After the barrier lifted allowing us to go through, we drove on a dirt road specializing in water-filled-potholes for a mile until we arrived at the entry into the Congo where we got to show passports again.





















Once in the Congo the road got worse and was lined with people selling tomatoes... mostly, piles and piles as the adjoining fields were being harvested. I had received a phone call while picking up the books, from Jimmy, one of the Uvira leadership, who wanted to know if we had left-we hadn’t but he said he would be at the border. We assumed we would pick him up. As we passed the border without seeing him and had driven three minutes Frere Malabi’s phone rang. He asked that we pull over, Jimmy and others were behind us. As we did, a white 4x4 pulled ahead of us and stopped. 

 Five men in white shirts and ties piled out and came back to greet us.

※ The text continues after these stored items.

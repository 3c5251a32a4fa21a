use {
    crate::{
        cube::Cube,
        point::{Point, Shape},
    },
    rustc_hash::FxHashSet,
    std::{collections::BTreeMap, sync::RwLock},
};

pub const NUM_HASH_BUCKETS: usize = 8;

/// Order-sensitive fold over the 24-bit packed points, seeded with the
/// cube length. This exact mixer fixes the hash-bucket assignment of
/// every canonical cube; do not change it without rewriting caches.
pub fn fold_hash(points: &[Point]) -> u64 {
    let mut seed = points.len() as u64;
    for p in points {
        let h = p.packed() as u64;
        seed ^= h
            .wrapping_add(0x9e37_79b9)
            .wrapping_add(seed << 6)
            .wrapping_add(seed >> 2);
    }
    seed
}

#[derive(Default)]
struct HashBucket {
    set: RwLock<FxHashSet<Cube>>,
}

impl HashBucket {
    fn contains(&self, points: &[Point]) -> bool {
        self.set.read().unwrap().contains(points)
    }

    fn insert(&self, points: &[Point]) {
        self.set.write().unwrap().insert(Cube::from(points));
    }

    fn len(&self) -> usize {
        self.set.read().unwrap().len()
    }

    fn clear(&self) {
        let mut set = self.set.write().unwrap();
        set.clear();
        set.shrink_to_fit();
    }
}

/// All canonical cubes of one shape, striped over `NUM_HASH_BUCKETS`
/// reader/writer-locked sets keyed by `fold_hash`.
#[derive(Default)]
pub struct ShapeBucket {
    byhash: [HashBucket; NUM_HASH_BUCKETS],
}

impl ShapeBucket {
    pub fn insert(&self, points: &[Point]) {
        let bucket = &self.byhash[(fold_hash(points) % NUM_HASH_BUCKETS as u64) as usize];
        // the common path is a hit under the shared lock; a racing miss
        // is resolved by the set itself under the exclusive lock
        if !bucket.contains(points) {
            bucket.insert(points);
        }
    }

    pub fn contains(&self, points: &[Point]) -> bool {
        self.byhash[(fold_hash(points) % NUM_HASH_BUCKETS as u64) as usize].contains(points)
    }

    pub fn size(&self) -> usize {
        self.byhash.iter().map(HashBucket::len).sum()
    }

    pub fn clear(&self) {
        for bucket in &self.byhash {
            bucket.clear();
        }
    }

    /// Visits every cube of this shape, one hash stripe at a time, each
    /// under its read lock.
    pub fn for_each(&self, mut f: impl FnMut(&Cube)) {
        for bucket in &self.byhash {
            for cube in bucket.set.read().unwrap().iter() {
                f(cube);
            }
        }
    }
}

/// Every shape with 0 <= x <= y <= z < n whose box holds at least n
/// cells, in ascending order.
pub fn generate_shapes(n: usize) -> Vec<Shape> {
    let mut shapes = Vec::new();
    for x in 0..n {
        for y in x..n {
            for z in y..n {
                let shape = Point::new(x as i8, y as i8, z as i8);
                if shape.volume() as usize >= n {
                    shapes.push(shape);
                }
            }
        }
    }
    shapes
}

/// The shape-sharded cube store: one `ShapeBucket` per feasible shape,
/// preallocated up front so inserts never touch the map structure.
#[derive(Default)]
pub struct Hashy {
    byshape: BTreeMap<Shape, ShapeBucket>,
}

impl Hashy {
    pub fn new() -> Self {
        Self::default()
    }

    pub fn init(&mut self, n: usize) {
        for shape in generate_shapes(n) {
            self.byshape.insert(shape, ShapeBucket::default());
        }
    }

    pub fn insert(&self, points: &[Point], shape: Shape) {
        match self.byshape.get(&shape) {
            Some(bucket) => bucket.insert(points),
            None => panic!("shape {shape:?} was not preallocated"),
        }
    }

    pub fn contains(&self, points: &[Point], shape: Shape) -> bool {
        self.byshape
            .get(&shape)
            .is_some_and(|bucket| bucket.contains(points))
    }

    pub fn size(&self) -> usize {
        self.byshape.values().map(ShapeBucket::size).sum()
    }

    pub fn shape_size(&self, shape: Shape) -> usize {
        self.byshape.get(&shape).map_or(0, ShapeBucket::size)
    }

    pub fn num_shapes(&self) -> usize {
        self.byshape.len()
    }

    pub fn bucket(&self, shape: Shape) -> Option<&ShapeBucket> {
        self.byshape.get(&shape)
    }

    pub fn clear_shape(&self, shape: Shape) {
        if let Some(bucket) = self.byshape.get(&shape) {
            bucket.clear();
        }
    }

    /// Shape buckets in ascending shape order.
    pub fn iter(&self) -> impl Iterator<Item = (&Shape, &ShapeBucket)> {
        self.byshape.iter()
    }

    pub fn shapes(&self) -> impl Iterator<Item = Shape> + '_ {
        self.byshape.keys().copied()
    }
}

#[test]
fn test_fold_hash_reference() {
    // seed = 1, then 1 ^ (0 + 0x9e3779b9 + (1 << 6) + (1 >> 2))
    assert_eq!(fold_hash(&[Point::new(0, 0, 0)]), 0x9e37_79f8);
}

#[test]
fn test_fold_hash_order_sensitive() {
    let a = [Point::new(0, 0, 0), Point::new(0, 0, 1)];
    let b = [Point::new(0, 0, 1), Point::new(0, 0, 0)];
    assert_ne!(fold_hash(&a), fold_hash(&b));
}

#[test]
fn test_generate_shapes_small() {
    assert_eq!(generate_shapes(1), vec![Point::new(0, 0, 0)]);
    assert_eq!(
        generate_shapes(2),
        vec![Point::new(0, 0, 1), Point::new(0, 1, 1), Point::new(1, 1, 1)]
    );

    let shapes = generate_shapes(3);
    assert_eq!(shapes.len(), 8);
    assert!(shapes.contains(&Point::new(0, 0, 2)));
    assert!(shapes.contains(&Point::new(0, 1, 1)));
    assert!(!shapes.contains(&Point::new(0, 0, 1)));
    assert!(shapes.windows(2).all(|w| w[0] < w[1]));
}

#[test]
fn test_insert_idempotent() {
    let mut hashes = Hashy::new();
    hashes.init(2);
    let domino = [Point::new(0, 0, 0), Point::new(0, 0, 1)];
    let shape = Point::new(0, 0, 1);
    for _ in 0..5 {
        hashes.insert(&domino, shape);
    }
    assert_eq!(hashes.size(), 1);
    assert_eq!(hashes.shape_size(shape), 1);
    assert!(hashes.contains(&domino, shape));
}

#[test]
fn test_size_sums_hash_buckets() {
    let mut hashes = Hashy::new();
    hashes.init(4);
    let shape = Point::new(0, 1, 2);
    let bar = [Point::new(0, 0, 0), Point::new(0, 0, 1), Point::new(0, 0, 2)];
    for z in 0..3i8 {
        let mut cube = bar.to_vec();
        cube.push(Point::new(0, 1, z));
        hashes.insert(&cube, shape);
    }
    hashes.insert(
        &[Point::new(0, 0, 0), Point::new(0, 1, 0), Point::new(0, 1, 1), Point::new(0, 1, 2)],
        shape,
    );
    let bucket = hashes.bucket(shape).unwrap();
    let striped: usize = bucket.byhash.iter().map(HashBucket::len).sum();
    assert_eq!(striped, bucket.size());
    assert_eq!(hashes.size(), bucket.size());
}

#[test]
#[should_panic(expected = "not preallocated")]
fn test_insert_unknown_shape_panics() {
    let mut hashes = Hashy::new();
    hashes.init(2);
    hashes.insert(&[Point::new(0, 0, 0)], Point::new(0, 0, 0));
}

#[test]
fn test_clear_shape() {
    let mut hashes = Hashy::new();
    hashes.init(2);
    let shape = Point::new(0, 0, 1);
    hashes.insert(&[Point::new(0, 0, 0), Point::new(0, 0, 1)], shape);
    hashes.clear_shape(shape);
    assert_eq!(hashes.size(), 0);
    assert_eq!(hashes.num_shapes(), 3);
}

Methode and Vincent got in with us and we followed the 4x4. Once at the highway between Uvira and Bocuvu we had asphalt-old crumbling asphalt. 











A left turn put us on the road/bike path/sidewalk with hundreds of others. It was narrow and choked with users, some coming the other way at speeds that made us wonder how anyone stayed alive but that was normal for all except us. We drove forever past crumbling buildings, through eroding road hazards, past hundreds of shops, huts, homes, adobes, river bathers, vendors, shoppers, and families going about life in the aquarium of living on a highway. The sandy beaches of Tanganyika lay through the alternating sparse to choked neighborhoods to our left; the plush green hut and adobe pocked hills rose abruptly to our right just past the intermittent line of those crumbling buildings dating from the colonial period. We drove for about twenty minutes dodging bikes, cars, pedestrians, goats, pigs, carts, holes and eroding pavement edges.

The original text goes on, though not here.